The community started with a Wallenberg Foundation funded project (2023-2025) together with Aalto University in collaboration with University of Oxford. Below is the project abstract.

This project builds upon the research on open strategy by exploring the challenges of participation and self-management in strategy processes. The proponents of open and participatory approaches argue that involving organization´s participants in setting organizational direction and strategy increases motivation, commitment, and goal alignment. Participation leads to commitment, which, in turn, fosters autonomy and engagement. It also helps in reducing position bias and enhancing decision quality by tapping into collective intelligence. However, participatory construction of shared goals presents challenges that require careful process design. Without a well-designed process, participatory goal-setting can lead to tensions, power struggles, slowed decision-making, unmet expectations, and counterproductive outcomes.

This research project aims to explore these dynamics of participation in open strategy work and practices related to open strategizing, which has emerged as a valuable area of research for understanding different forms of participation management.
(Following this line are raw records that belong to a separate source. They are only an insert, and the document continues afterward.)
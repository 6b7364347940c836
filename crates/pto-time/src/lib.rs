//! # pto-time
//!
//! Dates, weekdays, holidays and the per-year day classifier.

#![warn(missing_docs)]
#![forbid(unsafe_code)]

// ── Modules ───────────────────────────────────────────────────────────────────

/// `Date` type.
pub mod date;

/// Holiday records supplied by an external source.
pub mod holiday;

/// `Weekday` — day of the week.
pub mod weekday;

/// Per-year day classification (`YearCalendar`, `DayKind`).
pub mod year_calendar;

// ── Convenience re-exports ────────────────────────────────────────────────────

pub use date::{Date, DateRange};
pub use holiday::{Holiday, HolidayCategory};
pub use weekday::Weekday;
pub use year_calendar::{DayKind, YearCalendar};
//! In-memory host environment

use parking_lot::Mutex;
use percent_encoding::percent_decode_str;
use std::sync::Arc;
use url::Url;

use hashroute_history::{
    EventCallback, HostEnvironment, HostError, HostEvent, LocationParts, SubscriptionHandle,
};

use crate::entry::{HistoryEntry, HistoryWrite, WriteKind};
use crate::Result;

struct Listener {
    handle: SubscriptionHandle,
    event: HostEvent,
    callback: EventCallback,
}

struct HostInner {
    entries: Vec<HistoryEntry>,
    index: usize,
    title: String,
    listeners: Vec<Listener>,
    writes: Vec<HistoryWrite>,
    full_navigations: Vec<Url>,
    /// Whether hash edits raise `HistoryChanged` in addition to `HashChanged`
    history_events_on_hash: bool,
}

impl HostInner {
    fn current(&self) -> &HistoryEntry {
        &self.entries[self.index]
    }

    fn current_mut(&mut self) -> &mut HistoryEntry {
        let index = self.index;
        &mut self.entries[index]
    }

    /// Drop forward entries and append `entry` as the new current one
    fn push_entry(&mut self, entry: HistoryEntry) {
        self.entries.truncate(self.index + 1);
        self.entries.push(entry);
        self.index = self.entries.len() - 1;
    }

    fn resolve(&self, url: &str) -> Result<Url> {
        self.current()
            .url
            .join(url)
            .map_err(|e| HostError::InvalidUrl(format!("{}: {}", url, e)))
    }

    fn resolve_same_origin(&self, url: &str) -> Result<Url> {
        let resolved = self.resolve(url)?;
        if resolved.origin() != self.current().url.origin() {
            return Err(HostError::Rejected(format!(
                "{} is not same-origin with {}",
                resolved,
                self.current().url
            )));
        }
        Ok(resolved)
    }
}

/// Single browser tab held in memory
pub struct MemoryHost {
    inner: Arc<Mutex<HostInner>>,
}

impl MemoryHost {
    /// Open a tab at `start_url`
    pub fn new(start_url: &str) -> Result<Self> {
        let url = Url::parse(start_url)
            .map_err(|e| HostError::InvalidUrl(format!("{}: {}", start_url, e)))?;

        Ok(Self {
            inner: Arc::new(Mutex::new(HostInner {
                entries: vec![HistoryEntry::new(url, None, String::new())],
                index: 0,
                title: String::new(),
                listeners: Vec::new(),
                writes: Vec::new(),
                full_navigations: Vec::new(),
                history_events_on_hash: true,
            })),
        })
    }

    /// Hosts that only raise `HashChanged` for hash edits
    pub fn without_history_events_on_hash(self) -> Self {
        self.inner.lock().history_events_on_hash = false;
        self
    }

    pub fn current_url(&self) -> Url {
        self.inner.lock().current().url.clone()
    }

    pub fn current_index(&self) -> usize {
        self.inner.lock().index
    }

    pub fn entries(&self) -> Vec<HistoryEntry> {
        self.inner.lock().entries.clone()
    }

    /// Every push/replace, oldest first
    pub fn writes(&self) -> Vec<HistoryWrite> {
        self.inner.lock().writes.clone()
    }

    pub fn full_navigations(&self) -> Vec<Url> {
        self.inner.lock().full_navigations.clone()
    }

    pub fn title(&self) -> String {
        self.inner.lock().title.clone()
    }

    pub fn listener_count(&self) -> usize {
        self.inner.lock().listeners.len()
    }

    /// Simulate the user editing the hash in the address bar.
    ///
    /// Creates a new entry without a record. Editing to the current fragment
    /// does nothing.
    pub fn set_hash(&self, fragment: &str) -> Result<()> {
        let fragment = fragment.strip_prefix('#').unwrap_or(fragment);

        let raise_history = {
            let mut inner = self.inner.lock();
            let mut url = inner.current().url.clone();
            url.set_fragment(Some(fragment));
            if url == inner.current().url {
                return Ok(());
            }

            tracing::debug!(url = %url, "Hash edited");
            let title = inner.title.clone();
            inner.push_entry(HistoryEntry::new(url, None, title));
            inner.history_events_on_hash
        };

        if raise_history {
            self.dispatch_all(&[HostEvent::HistoryChanged, HostEvent::HashChanged])
        } else {
            self.dispatch_all(&[HostEvent::HashChanged])
        }
    }

    pub fn navigate_forward(&self) -> Result<()> {
        self.traverse(true)
    }

    /// Move the cursor one entry and raise the notifications a browser would
    fn traverse(&self, forward: bool) -> Result<()> {
        let hash_changed = {
            let mut inner = self.inner.lock();
            let target = if forward {
                inner.index + 1
            } else {
                inner.index.checked_sub(1).ok_or(HostError::NoPreviousEntry)?
            };
            if target >= inner.entries.len() {
                return Err(HostError::NoNextEntry);
            }

            let before = inner.current().fragment().to_string();
            inner.index = target;
            tracing::debug!(url = %inner.current().url, index = target, "History traversed");
            inner.current().fragment() != before
        };

        if hash_changed {
            self.dispatch_all(&[HostEvent::HistoryChanged, HostEvent::HashChanged])
        } else {
            self.dispatch_all(&[HostEvent::HistoryChanged])
        }
    }

    /// Invoke listeners for each event in order. Every listener runs; the
    /// first failure is reported.
    fn dispatch_all(&self, events: &[HostEvent]) -> Result<()> {
        let mut first_error = None;

        for &event in events {
            let callbacks: Vec<EventCallback> = self
                .inner
                .lock()
                .listeners
                .iter()
                .filter(|listener| listener.event == event)
                .map(|listener| Arc::clone(&listener.callback))
                .collect();

            for callback in callbacks {
                if let Err(e) = callback(event) {
                    tracing::error!(%event, error = %e, "Event listener failed");
                    first_error.get_or_insert(e);
                }
            }
        }

        match first_error {
            Some(e) => Err(HostError::Listener(Box::new(e))),
            None => Ok(()),
        }
    }

    fn record_write(
        &self,
        kind: WriteKind,
        record: serde_json::Value,
        url: Option<&str>,
    ) -> Result<()> {
        let mut inner = self.inner.lock();
        let url = match url {
            Some(url) => inner.resolve_same_origin(url)?,
            None => inner.current().url.clone(),
        };

        match kind {
            WriteKind::Push => {
                let title = inner.title.clone();
                inner.push_entry(HistoryEntry::new(url.clone(), Some(record.clone()), title));
            }
            WriteKind::Replace => {
                let entry = inner.current_mut();
                entry.url = url.clone();
                entry.record = Some(record.clone());
            }
        }

        tracing::debug!(kind = %kind, url = %url, "History written");
        inner.writes.push(HistoryWrite::new(kind, url, record));
        Ok(())
    }
}

impl HostEnvironment for MemoryHost {
    /// Decoded like a browser's `location.hash`, so it compares equal to
    /// the fragment a record was written with
    fn current_fragment(&self) -> String {
        let inner = self.inner.lock();
        percent_decode_str(inner.current().fragment())
            .decode_utf8_lossy()
            .into_owned()
    }

    fn current_persisted_state(&self) -> Option<serde_json::Value> {
        self.inner.lock().current().record.clone()
    }

    fn push_state(&self, record: serde_json::Value, url: &str) -> Result<()> {
        self.record_write(WriteKind::Push, record, Some(url))
    }

    fn replace_state(&self, record: serde_json::Value, url: Option<&str>) -> Result<()> {
        self.record_write(WriteKind::Replace, record, url)
    }

    fn navigate_back(&self) -> Result<()> {
        self.traverse(false)
    }

    fn perform_full_navigation(&self, url: &str) -> Result<()> {
        let mut inner = self.inner.lock();
        let url = inner.resolve(url)?;
        let title = inner.title.clone();

        tracing::info!(url = %url, "Full navigation");
        inner.push_entry(HistoryEntry::new(url.clone(), None, title));
        inner.full_navigations.push(url);
        Ok(())
    }

    fn set_title(&self, title: &str) {
        self.inner.lock().title = title.to_string();
    }

    fn subscribe(&self, event: HostEvent, callback: EventCallback) -> SubscriptionHandle {
        let handle = SubscriptionHandle::new();
        self.inner.lock().listeners.push(Listener {
            handle,
            event,
            callback,
        });
        handle
    }

    fn unsubscribe(&self, handle: SubscriptionHandle) {
        self.inner
            .lock()
            .listeners
            .retain(|listener| listener.handle != handle);
    }

    fn location(&self) -> LocationParts {
        let url = self.current_url();

        LocationParts {
            protocol: format!("{}:", url.scheme()),
            hostname: url.host_str().unwrap_or_default().to_string(),
            port: url.port().map(|p| p.to_string()).unwrap_or_default(),
            pathname: url.path().to_string(),
            search: url.query().map(|q| format!("?{}", q)).unwrap_or_default(),
            hash: url.fragment().map(|f| format!("#{}", f)).unwrap_or_default(),
        }
    }
}

impl Clone for MemoryHost {
    fn clone(&self) -> Self {
        Self {
            inner: Arc::clone(&self.inner),
        }
    }
}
The project focuses on four organizations, each offering a unique perspective on the challenges and opportunities of open strategizing. Cutting edge tech companies from Finland, Reaktor and Futurice, are self-managing organizations that provide insights into the balance between strategy, participation, and self-management. Burning Man represents the challenge of balancing centralized planning with emergent communal self-organizing and finally, Wikimedia offers a perspective on engagement of crowds in strategy processes.

These sub-projects will examine how to design participation in self-managing organizations, how to balance centralized planning and emergent self-organizing, and how to engage large crowds in the formulation of strategy. Through the examination of varying levels of openness in strategy, the project aims to identify similarities and contrasting dynamics where each sub-project addresses specific research questions and offers practical insights. By studying organizations recognized for decentralization and broad participation, the research project aims to illuminate the design choices and conditions essential for successful implementation of participatory strategies.
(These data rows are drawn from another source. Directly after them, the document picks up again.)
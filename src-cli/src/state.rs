//! Shell state
use hashroute_core::{Result, Router, Settings};

/// State shared by every shell command
pub struct AppState {
    router: Router,
}

impl AppState {
    pub fn new() -> Result<Self> {
        Self::with_settings(Settings::from_env_or_default()?)
    }

    pub fn with_settings(settings: Settings) -> Result<Self> {
        Ok(Self {
            router: Router::new(settings)?,
        })
    }

    /// Start routing. Returns whether the start location was routed.
    pub fn initialize(&self) -> Result<bool> {
        self.router.start()
    }

    pub fn router(&self) -> &Router {
        &self.router
    }
}
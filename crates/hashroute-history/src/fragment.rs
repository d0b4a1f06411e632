//! Fragment parsing
//!
//! Grammar accepted by [`parse_fragment`]:
//! ```text
//! ["#"]["/"]*path["?"query]
//! ```
//! Trailing whitespace on the path is ignored, and the query is trimmed.

use crate::state::CanonicalState;

/// Characters stripped from the start of a fragment
const FRAGMENT_PREFIX: [char; 2] = ['#', '/'];

const QUERY_SEPARATOR: char = '?';

/// Parse a raw fragment into its canonical state.
///
/// An embedded `?query` always wins over `fallback_query`. Total over all
/// inputs: `""` parses to the root state `/`.
pub fn parse_fragment(fragment: &str, fallback_query: Option<&str>) -> CanonicalState {
    let (path, query) = match fragment.split_once(QUERY_SEPARATOR) {
        Some((path, query)) => (path, query.trim()),
        None => (fragment, fallback_query.unwrap_or_default()),
    };

    let path = path.trim_start_matches(FRAGMENT_PREFIX).trim_end();

    CanonicalState::new(format!("/{}", path), query.to_string())
}

/// Wrap `root` in exactly one leading and one trailing slash.
pub fn normalize_root(root: &str) -> String {
    let trimmed = root.trim_matches('/');
    if trimmed.is_empty() {
        "/".to_string()
    } else {
        format!("/{}/", trimmed)
    }
}

/// True for targets that must leave the application: an optional alphabetic
/// scheme and `:`, followed by `//`. Protocol-relative `//host` counts too.
pub fn is_absolute_url(target: &str) -> bool {
    let rest = match target.split_once(':') {
        Some((scheme, rest))
            if !scheme.is_empty() && scheme.chars().all(|c| c.is_ascii_alphabetic()) =>
        {
            rest
        }
        _ => target,
    };

    rest.starts_with("//")
}

/// Collapse every run of `/` into a single slash.
pub(crate) fn collapse_slashes(url: &str) -> String {
    let mut collapsed = String::with_capacity(url.len());
    let mut previous_slash = false;
    for ch in url.chars() {
        if ch == '/' && previous_slash {
            continue;
        }
        previous_slash = ch == '/';
        collapsed.push(ch);
    }
    collapsed
}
The primary objectives of this research project are to gain a profound comprehension of the challenges, dynamics, and best practices associated with open strategy. The project aims to contribute to scientific knowledge by publishing its findings in top-tier management journals. Furthermore, the research endeavors to have practical implications by enhancing open strategy management practices. Given that many organizations have established formalized strategy processes, the project recognizes that a lack of understanding regarding participation at different levels can impede their commitment. To address this, the project will conduct various outreach activities, including seminars, workshops, guidebooks, and articles, to disseminate its insights and improve the understanding and implementation of open strategy in organizations.